Stored data entries:

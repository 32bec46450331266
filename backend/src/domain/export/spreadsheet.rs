//! Spreadsheet export: one row per voucher, in xlsx or csv.

use std::path::Path;

use rust_decimal::prelude::ToPrimitive;
use rust_decimal::Decimal;
use rust_xlsxwriter::{Format, Workbook};
use shared::{SpreadsheetFormat, Voucher};
use tracing::debug;

use super::layout;
use crate::error::StoreResult;

pub const SHEET_NAME: &str = "Payment Vouchers";

pub const HEADERS: [&str; 10] = [
    "PV Number",
    "Company",
    "Date",
    "Pay To",
    "Payment Method",
    "Total Amount",
    "Prepared By",
    "Approved By",
    "Received By",
    "Items",
];

const TOTAL_COLUMN: u16 = 5;

/// One spreadsheet row, already formatted for display
#[derive(Debug, Clone, PartialEq)]
pub struct VoucherRow {
    pub pv_number: String,
    pub company: String,
    pub date: String,
    pub pay_to: String,
    pub payment_method: String,
    pub total_amount: Decimal,
    pub prepared_by: String,
    pub approved_by: String,
    pub received_by: String,
    pub items: String,
}

impl From<&Voucher> for VoucherRow {
    fn from(voucher: &Voucher) -> Self {
        let items = voucher
            .items
            .iter()
            .map(|item| format!("{} (RM {})", item.description, layout::item_amount(item)))
            .collect::<Vec<_>>()
            .join("; ");

        Self {
            pv_number: voucher.pv_number.clone(),
            company: voucher.company.key().to_uppercase(),
            date: display_date(&voucher.date),
            pay_to: voucher.pay_to.clone(),
            payment_method: voucher.payment_method.as_str().to_uppercase(),
            total_amount: voucher.total_amount,
            prepared_by: voucher.prepared_by.clone(),
            approved_by: voucher.approved_by.clone(),
            received_by: voucher.received_by.clone(),
            items,
        }
    }
}

impl VoucherRow {
    /// Cells as text, in column order
    fn cells(&self) -> [String; 10] {
        [
            self.pv_number.clone(),
            self.company.clone(),
            self.date.clone(),
            self.pay_to.clone(),
            self.payment_method.clone(),
            layout::money(self.total_amount),
            self.prepared_by.clone(),
            self.approved_by.clone(),
            self.received_by.clone(),
            self.items.clone(),
        ]
    }
}

/// `DD/MM/YYYY`, or the stored text unchanged when it is not an ISO date
pub fn display_date(date: &str) -> String {
    match layout::parse_date(date) {
        Some(parsed) => parsed.format("%d/%m/%Y").to_string(),
        None => date.to_string(),
    }
}

/// Write `rows` to `path` in `format`; returns the number of data rows
pub fn write(rows: &[VoucherRow], format: SpreadsheetFormat, path: &Path) -> StoreResult<usize> {
    match format {
        SpreadsheetFormat::Xlsx => write_xlsx(rows, path)?,
        SpreadsheetFormat::Csv => write_csv(rows, path)?,
    }
    debug!("Wrote {} spreadsheet rows to {}", rows.len(), path.display());
    Ok(rows.len())
}

fn write_xlsx(rows: &[VoucherRow], path: &Path) -> StoreResult<()> {
    let mut workbook = Workbook::new();
    let header_format = Format::new().set_bold();
    let money_format = Format::new().set_num_format("0.00");

    let worksheet = workbook.add_worksheet();
    worksheet.set_name(SHEET_NAME)?;

    for (col, header) in HEADERS.iter().enumerate() {
        worksheet.write_string_with_format(0, col as u16, *header, &header_format)?;
    }

    for (index, row) in rows.iter().enumerate() {
        let row_number = index as u32 + 1;
        for (col, cell) in row.cells().iter().enumerate() {
            let col = col as u16;
            if col == TOTAL_COLUMN {
                let total = row.total_amount.to_f64().unwrap_or_default();
                worksheet.write_number_with_format(row_number, col, total, &money_format)?;
            } else {
                worksheet.write_string(row_number, col, cell)?;
            }
        }
    }

    worksheet.set_column_width(0, 12)?;
    worksheet.set_column_width(3, 28)?;
    worksheet.set_column_width(9, 60)?;

    workbook.save(path)?;
    Ok(())
}

fn write_csv(rows: &[VoucherRow], path: &Path) -> StoreResult<()> {
    let mut writer = csv::Writer::from_path(path)?;
    writer.write_record(HEADERS)?;
    for row in rows {
        writer.write_record(row.cells())?;
    }
    writer.flush()?;
    Ok(())
}

#[cfg(test)]
mod tests {
    use super::*;
    use crate::storage::file::test_utils::sample_voucher;
    use shared::{LineItem, PaymentMethod};
    use std::fs;
    use tempfile::TempDir;

    #[test]
    fn test_row_formatting() {
        let mut voucher = sample_voucher("NES-0012", "Syarikat Maju");
        voucher.payment_method = PaymentMethod::Online;
        voucher.date = "2025-03-09".to_string();
        voucher.items = vec![
            LineItem::new("Router", "INV-1", "250"),
            LineItem::new("Cabling", "INV-2", "49.9"),
        ];

        let row = VoucherRow::from(&voucher);

        assert_eq!(row.company, "NES");
        assert_eq!(row.payment_method, "ONLINE");
        assert_eq!(row.date, "09/03/2025");
        assert_eq!(row.items, "Router (RM 250.00); Cabling (RM 49.90)");
    }

    #[test]
    fn test_unparsable_date_is_kept() {
        assert_eq!(display_date("next tuesday"), "next tuesday");
        assert_eq!(display_date(""), "");
    }

    #[test]
    fn test_csv_has_header_and_one_row_per_voucher() {
        let temp_dir = TempDir::new().unwrap();
        let path = temp_dir.path().join("vouchers.csv");
        let vouchers = [sample_voucher("MI-0001", "Alice"), sample_voucher("MI-0002", "Bob")];
        let rows: Vec<VoucherRow> = vouchers
            .iter()
            .map(VoucherRow::from)
            .collect();

        assert_eq!(write(&rows, SpreadsheetFormat::Csv, &path).unwrap(), 2);

        let content = fs::read_to_string(&path).unwrap();
        let lines: Vec<&str> = content.lines().collect();
        assert_eq!(lines.len(), 3);
        assert_eq!(lines[0], HEADERS.join(","));
        assert!(lines[1].starts_with("MI-0001,MENTARI,01/03/2025,Alice,CASH,100.00,"));
    }

    #[test]
    fn test_xlsx_is_written() {
        let temp_dir = TempDir::new().unwrap();
        let path = temp_dir.path().join("vouchers.xlsx");
        let rows = vec![VoucherRow::from(&sample_voucher("MI-0001", "Alice"))];

        write(&rows, SpreadsheetFormat::Xlsx, &path).unwrap();

        let bytes = fs::read(&path).unwrap();
        assert!(bytes.starts_with(b"PK"));
    }
}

> **EXERCISE DESCRIPTION**
Could you restate word for word the lines above, from the one that contains "use crate::error::StoreResult;" through the one that contains "const TOTAL_COLUMN: u16 = 5;", and no others?

> **OUTPUT BELOW**
use crate::error::StoreResult;

pub const SHEET_NAME: &str = "Payment Vouchers";

pub const HEADERS: [&str; 10] = [
    "PV Number",
    "Company",
    "Date",
    "Pay To",
    "Payment Method",
    "Total Amount",
    "Prepared By",
    "Approved By",
    "Received By",
    "Items",
];

const TOTAL_COLUMN: u16 = 5;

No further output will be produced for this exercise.